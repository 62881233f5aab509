//! Order lifecycle: status transitions with their stock effects, and readback.

use chrono::Utc;
use tracing::{info, instrument};
use uuid::Uuid;

use crate::domain::aggregates::{Order, OrderStatus, OrderWithItems, StatusChange};
use crate::domain::events::OrderEvent;
use crate::domain::status::{classify, is_cancellable, Transition};
use crate::engine::{finish, OrderEngine, Staged};
use crate::error::{OrderError, Result};
use crate::inventory;
use crate::ports::{OrderFilter, Page};

fn decide(current: OrderStatus, requested: OrderStatus, cancelling: bool) -> Result<Transition> {
    if cancelling && !is_cancellable(current) { return Err(OrderError::CannotCancel(current)); }
    match classify(current, requested) {
        Transition::Forbidden => Err(OrderError::InvalidTransition { current, requested }),
        allowed => Ok(allowed),
    }
}

impl OrderEngine {
    /// Requesting the current status is rejected, never treated as success.
    #[instrument(skip_all, fields(%order_id, %requested))]
    pub async fn update_status(&self, order_id: Uuid, requested: OrderStatus) -> Result<Order> {
        self.transition(order_id, requested, false).await
    }

    #[instrument(skip_all, fields(%order_id))]
    pub async fn cancel(&self, order_id: Uuid) -> Result<Order> {
        self.transition(order_id, OrderStatus::Cancelled, true).await
    }

    async fn transition(&self, order_id: Uuid, requested: OrderStatus, cancelling: bool) -> Result<Order> {
        let (tx, outcome) = self.within_deadline(self.apply_transition(order_id, requested, cancelling)).await?;
        let (order, from) = finish(tx, outcome).await?;
        info!(%order_id, %from, to = %order.status, "order status changed");
        self.publish(OrderEvent::transition(&order, from)).await;
        Ok(order)
    }

    async fn apply_transition(&self, order_id: Uuid, requested: OrderStatus, cancelling: bool) -> Result<Staged<(Order, OrderStatus)>> {
        let current = self.store.find_order(order_id).await?.ok_or(OrderError::OrderNotFound(order_id))?;
        decide(current.status, requested, cancelling)?;

        let mut tx = self.store.begin().await?;
        let outcome = async {
            // Re-check under the row lock; a concurrent transition may have won
            let locked = tx.lock_order(order_id).await?.ok_or(OrderError::OrderNotFound(order_id))?;
            match decide(locked.status, requested, cancelling)? {
                Transition::Reserve => {
                    let items = tx.order_items(order_id).await?;
                    inventory::reserve(tx.as_mut(), &items).await?;
                }
                Transition::Release => {
                    let items = tx.order_items(order_id).await?;
                    inventory::release(tx.as_mut(), &items).await?;
                }
                Transition::Neutral | Transition::Forbidden => {}
            }
            let updated = tx.update_status(&StatusChange::entering(&locked, requested, Utc::now())).await?;
            Ok::<_, OrderError>((updated, locked.status))
        }.await;
        Ok((tx, outcome))
    }

    #[instrument(skip_all, fields(%order_id))]
    pub async fn get_order(&self, order_id: Uuid) -> Result<OrderWithItems> {
        self.within_deadline(self.store.find_order_with_items(order_id)).await?
            .ok_or(OrderError::OrderNotFound(order_id))
    }

    pub async fn list_orders(&self, filter: &OrderFilter) -> Result<Page<Order>> {
        self.within_deadline(self.store.list_orders(filter)).await
    }
}
//! Checkout: turns the caller's live cart into a pending order.
//!
//! The submitted line list is only proof that the client saw the current cart.
//! Names and prices always come from the cart summary read here, and nothing
//! is reserved until the order is confirmed.

use chrono::Utc;
use serde::{Deserialize, Serialize};
use std::collections::HashSet;
use tracing::{error, info, instrument};
use uuid::Uuid;

use crate::domain::aggregates::{CartOwner, CartSummary, Order, OrderItem, OrderStatus, OrderWithItems, ShippingAddress, ShippingSnapshot, PAYMENT_CASH_ON_DELIVERY};
use crate::domain::events::OrderEvent;
use crate::domain::value_objects::Money;
use crate::engine::{finish, OrderEngine, Staged};
use crate::error::{OrderError, Result};

#[derive(Clone, Debug, PartialEq, Eq, Serialize, Deserialize)]
#[serde(rename_all = "camelCase")]
pub struct CheckoutLine { pub product_id: Uuid, pub quantity: i32 }

#[derive(Clone, Debug, PartialEq, Eq, Serialize, Deserialize)]
#[serde(rename_all = "camelCase")]
pub struct CheckoutRequest {
    pub items: Vec<CheckoutLine>,
    pub shipping_address: ShippingAddress,
    pub delivery_service_id: Uuid,
    pub notes: Option<String>,
}

/// Shape checks that need no I/O
pub fn check_lines(lines: &[CheckoutLine], max_lines: usize) -> Result<()> {
    if lines.is_empty() { return Err(OrderError::EmptyOrder); }
    if lines.len() > max_lines { return Err(OrderError::TooManyLines { count: lines.len(), max: max_lines }); }
    let mut seen = HashSet::with_capacity(lines.len());
    for line in lines {
        if line.quantity <= 0 {
            return Err(OrderError::InvalidQuantity { product_id: line.product_id, quantity: line.quantity });
        }
        if !seen.insert(line.product_id) { return Err(OrderError::DuplicateLine(line.product_id)); }
    }
    Ok(())
}

/// Request lines must equal the cart exactly, in both directions
pub fn reconcile(lines: &[CheckoutLine], cart: &CartSummary) -> Result<()> {
    let in_cart = cart.quantities();
    for line in lines {
        match in_cart.get(&line.product_id) {
            Some(qty) if *qty == line.quantity => {}
            other => {
                return Err(OrderError::CartDesynchronized { product_id: line.product_id, requested: line.quantity, in_cart: other.copied() });
            }
        }
    }
    let requested: HashSet<Uuid> = lines.iter().map(|l| l.product_id).collect();
    if let Some(extra) = cart.items.iter().find(|l| !requested.contains(&l.product_id)) {
        return Err(OrderError::CartDesynchronized { product_id: extra.product_id, requested: 0, in_cart: Some(extra.quantity.value()) });
    }
    Ok(())
}

fn validate_address(address: &ShippingAddress) -> Result<()> {
    let required = [("fullName", &address.full_name), ("province", &address.province), ("city", &address.city), ("phoneNumber1", &address.phone_number1)];
    match required.iter().find(|(_, v)| v.trim().is_empty()) {
        Some((field, _)) => Err(OrderError::Validation(format!("shippingAddress.{field} is required"))),
        None => Ok(()),
    }
}

impl OrderEngine {
    #[instrument(skip_all, fields(%user_id, lines = request.items.len()))]
    pub async fn checkout(&self, user_id: Uuid, request: CheckoutRequest) -> Result<OrderWithItems> {
        let owner = CartOwner::User(user_id);
        let (tx, outcome) = self.within_deadline(self.place_order(user_id, &owner, &request)).await?;
        let order_id = finish(tx, outcome).await?;

        // Committed: a failed cart clear is logged, never surfaced
        if let Err(e) = self.carts.clear(&owner).await {
            error!(%order_id, %owner, error = %e, "CRITICAL: order committed but cart could not be cleared");
        }

        let placed = self.store.find_order_with_items(order_id).await?
            .ok_or_else(|| OrderError::Infrastructure(format!("order {order_id} missing after commit")))?;
        self.publish(OrderEvent::Created {
            order_id, user_id, total_amount_minor: placed.order.total_amount_minor,
            item_count: placed.items.len(), at: placed.order.created_at,
        }).await;
        info!(%order_id, total = %placed.order.total_amount_minor, "order placed");
        Ok(placed)
    }

    /// Everything up to, not including, the commit
    async fn place_order(&self, user_id: Uuid, owner: &CartOwner, request: &CheckoutRequest) -> Result<Staged<Uuid>> {
        check_lines(&request.items, self.settings.max_lines_per_order)?;
        validate_address(&request.shipping_address)?;

        let cart = self.carts.summarize(owner).await?;
        if cart.is_empty() { return Err(OrderError::EmptyOrder); }
        reconcile(&request.items, &cart)?;

        let delivery = self.delivery.lookup(request.delivery_service_id).await?
            .filter(|d| d.is_active)
            .ok_or(OrderError::UnknownDeliveryOption(request.delivery_service_id))?;

        let order_id = Uuid::now_v7();
        let mut items = Vec::with_capacity(request.items.len());
        for line in &request.items {
            let snapshot = match self.catalog.product_snapshot(line.product_id).await? {
                Some(p) if p.active => p,
                _ => return Err(OrderError::ProductNotFound(line.product_id)),
            };
            let cart_line = cart.line(line.product_id).ok_or(OrderError::CartDesynchronized {
                product_id: line.product_id, requested: line.quantity, in_cart: None,
            })?;
            items.push(OrderItem::line(order_id, snapshot.id, cart_line.product_name.clone(), cart_line.final_price_minor, cart_line.quantity)?);
        }

        let subtotal = items.iter().try_fold(Money::ZERO, |acc, i| acc.checked_add(i.subtotal_minor))?;
        let now = Utc::now();
        let order = Order {
            id: order_id,
            user_id,
            user_full_name: request.shipping_address.full_name.trim().to_string(),
            status: OrderStatus::Pending,
            total_amount_minor: subtotal.checked_add(delivery.base_cost_minor)?,
            payment_method: PAYMENT_CASH_ON_DELIVERY.to_string(),
            shipping: ShippingSnapshot::from(&request.shipping_address),
            notes: request.notes.clone().filter(|n| !n.trim().is_empty()),
            delivery_service_id: delivery.id,
            created_at: now,
            updated_at: now,
            completed_at: None,
            cancelled_at: None,
        };

        let mut tx = self.store.begin().await?;
        let outcome = async {
            tx.insert_order(&order).await?;
            tx.insert_items(&items).await?;
            Ok::<_, OrderError>(order_id)
        }.await;
        Ok((tx, outcome))
    }
}

#[cfg(test)]
mod tests {
    use super::*;
    use crate::domain::aggregates::CartLine;
    use crate::domain::value_objects::Quantity;

    fn cart(lines: &[(Uuid, i32)]) -> CartSummary {
        CartSummary::from_lines(lines.iter().map(|(id, q)| CartLine {
            product_id: *id, product_name: "x".into(), final_price_minor: Money::from_minor(100).unwrap(), quantity: Quantity::new(*q).unwrap(),
        }).collect()).unwrap()
    }
    fn line(product_id: Uuid, quantity: i32) -> CheckoutLine { CheckoutLine { product_id, quantity } }

    #[test]
    fn test_check_lines() {
        let a = Uuid::new_v4();
        assert!(matches!(check_lines(&[], 10), Err(OrderError::EmptyOrder)));
        assert!(matches!(check_lines(&[line(a, 0)], 10), Err(OrderError::InvalidQuantity { quantity: 0, .. })));
        assert!(matches!(check_lines(&[line(a, 1), line(a, 2)], 10), Err(OrderError::DuplicateLine(id)) if id == a));
        assert!(matches!(check_lines(&[line(a, 1), line(Uuid::new_v4(), 1)], 1), Err(OrderError::TooManyLines { count: 2, max: 1 })));
        assert!(check_lines(&[line(a, 3)], 10).is_ok());
    }

    #[test]
    fn test_reconcile_quantity_mismatch() {
        let a = Uuid::new_v4();
        let err = reconcile(&[line(a, 3)], &cart(&[(a, 2)])).unwrap_err();
        assert!(matches!(err, OrderError::CartDesynchronized { product_id, requested: 3, in_cart: Some(2) } if product_id == a));
    }

    #[test]
    fn test_reconcile_missing_and_extra() {
        let (a, b) = (Uuid::new_v4(), Uuid::new_v4());
        assert!(matches!(reconcile(&[line(b, 1)], &cart(&[(b, 1), (a, 1)])), Err(OrderError::CartDesynchronized { requested: 0, in_cart: Some(1), .. })));
        assert!(matches!(reconcile(&[line(a, 1), line(b, 1)], &cart(&[(a, 1)])), Err(OrderError::CartDesynchronized { in_cart: None, .. })));
        assert!(reconcile(&[line(a, 1), line(b, 1)], &cart(&[(b, 1), (a, 1)])).is_ok());
    }
}
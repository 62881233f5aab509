//! Inventory reservation over an open store transaction.
//!
//! Reserve batches decrement in ascending product id so that concurrent
//! transactions acquire product row locks in the same order.

use std::collections::BTreeMap;
use tracing::{debug, warn};
use uuid::Uuid;

use crate::domain::aggregates::{OrderItem, StockDecrement};
use crate::error::{OrderError, Result};
use crate::ports::StoreTx;

/// Quantities per product, iterated in ascending product id
pub fn batch(items: &[OrderItem]) -> Result<BTreeMap<Uuid, i32>> {
    let mut lines = BTreeMap::new();
    for item in items {
        let qty: &mut i32 = lines.entry(item.product_id).or_default();
        *qty = qty.checked_add(item.quantity.value())
            .ok_or_else(|| OrderError::Validation(format!("quantity overflow for product {}", item.product_id)))?;
    }
    Ok(lines)
}

/// Decrements every line or fails on the first shortfall. On error the caller
/// must roll the transaction back.
pub async fn reserve(tx: &mut dyn StoreTx, items: &[OrderItem]) -> Result<()> {
    for (product_id, amount) in batch(items)? {
        match tx.decrement_if_sufficient(product_id, amount).await? {
            StockDecrement::Applied { new_stock } => debug!(%product_id, amount, new_stock, "stock reserved"),
            StockDecrement::Insufficient { available } => {
                return Err(OrderError::InsufficientStock { product_id, available, requested: amount });
            }
        }
    }
    Ok(())
}

/// Increments every line. A product deleted since the order was placed has
/// nothing to return stock to and is skipped.
pub async fn release(tx: &mut dyn StoreTx, items: &[OrderItem]) -> Result<()> {
    for (product_id, amount) in batch(items)? {
        match tx.increment(product_id, amount).await {
            Ok(new_stock) => debug!(%product_id, amount, new_stock, "stock released"),
            Err(OrderError::ProductNotFound(_)) => warn!(%product_id, amount, "released stock for a deleted product"),
            Err(e) => return Err(e),
        }
    }
    Ok(())
}

#[cfg(test)]
mod tests {
    use super::*;
    use crate::domain::value_objects::{Money, Quantity};

    fn item(product_id: Uuid, qty: i32) -> OrderItem {
        OrderItem::line(Uuid::nil(), product_id, "p", Money::ZERO, Quantity::new(qty).unwrap()).unwrap()
    }

    #[test]
    fn test_batch_is_sorted_and_merged() {
        let hi = Uuid::from_u128(9);
        let lo = Uuid::from_u128(1);
        let lines = batch(&[item(hi, 1), item(lo, 2), item(hi, 3)]).unwrap();
        assert_eq!(lines.into_iter().collect::<Vec<_>>(), vec![(lo, 2), (hi, 4)]);
    }
}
┄┄┄┄┄┄
__TRY IT__: Gather up every line from the listing above in which the word "cancelling" occurs.

__WORKED SOLUTION__:
fn decide(current: OrderStatus, requested: OrderStatus, cancelling: bool) -> Result<Transition> {
    if cancelling && !is_cancellable(current) { return Err(OrderError::CannotCancel(current)); }
    async fn transition(&self, order_id: Uuid, requested: OrderStatus, cancelling: bool) -> Result<Order> {
        let (tx, outcome) = self.within_deadline(self.apply_transition(order_id, requested, cancelling)).await?;
    async fn apply_transition(&self, order_id: Uuid, requested: OrderStatus, cancelling: bool) -> Result<Staged<(Order, OrderStatus)>> {
        decide(current.status, requested, cancelling)?;
            match decide(locked.status, requested, cancelling)? {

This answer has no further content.